Start of Block

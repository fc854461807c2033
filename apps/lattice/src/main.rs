//! # Lattice - Knowledge Graph Service
//!
//! The main binary for the Lattice knowledge-graph engine.
//!
//! ## Architecture
//!
//! ```text
//! ┌───────────────────────────────────────────────────────┐
//! │                apps/lattice (THE BINARY)              │
//! │                                                       │
//! │   ┌──────────────┐        ┌────────────────────────┐  │
//! │   │  CLI (clap)  │        │  GraphService (tokio)  │  │
//! │   └──────┬───────┘        └───────────┬────────────┘  │
//! │          │                            │               │
//! │          └──────────────┬─────────────┘               │
//! │                         ▼                             │
//! │                ┌─────────────────┐                    │
//! │                │  lattice-core   │                    │
//! │                │  (THE LOGIC)    │                    │
//! │                └─────────────────┘                    │
//! └───────────────────────────────────────────────────────┘
//! ```
//!
//! ## Usage
//!
//! ```bash
//! # Inspect a graph database
//! lattice stats
//! lattice node note-42
//! lattice neighbors note-42 -k 10
//! lattice path note-42 note-99
//! lattice top -k 20
//! ```

mod cli;

use clap::Parser;
use tracing_subscriber::{layer::SubscriberExt, util::SubscriberInitExt};

// =============================================================================
// APPLICATION ENTRY POINT
// =============================================================================

#[tokio::main]
async fn main() {
    // Initialize tracing — LATTICE_LOG_FORMAT=json enables machine-parseable output.
    let log_format = std::env::var("LATTICE_LOG_FORMAT").unwrap_or_else(|_| "text".to_string());

    let filter = tracing_subscriber::EnvFilter::try_from_default_env()
        .unwrap_or_else(|_| "lattice=info".into());

    match log_format.as_str() {
        "json" => {
            tracing_subscriber::registry()
                .with(filter)
                .with(tracing_subscriber::fmt::layer().json())
                .init();
        }
        _ => {
            tracing_subscriber::registry()
                .with(filter)
                .with(tracing_subscriber::fmt::layer())
                .init();
        }
    }

    let cli = cli::Cli::parse();

    if !cli.quiet && !cli.json_mode {
        print_banner();
    }

    if let Err(e) = cli::execute(cli).await {
        tracing::error!("Error: {}", e);
        std::process::exit(1);
    }
}

/// Print the Lattice startup banner.
fn print_banner() {
    println!(
        r#"
  ██╗      █████╗ ████████╗████████╗██╗ ██████╗███████╗
  ██║     ██╔══██╗╚══██╔══╝╚══██╔══╝██║██╔════╝██╔════╝
  ██║     ███████║   ██║      ██║   ██║██║     █████╗
  ██║     ██╔══██║   ██║      ██║   ██║██║     ██╔══╝
  ███████╗██║  ██║   ██║      ██║   ██║╚██████╗███████╗
  ╚══════╝╚═╝  ╚═╝   ╚═╝      ╚═╝   ╚═╝ ╚═════╝╚══════╝

  Knowledge Graph Service v{}
"#,
        env!("CARGO_PKG_VERSION")
    );
}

End of Block

> Problem to solve
Nothing but a number is expected here: how many lines above include the string "clap".

> Problem solution
2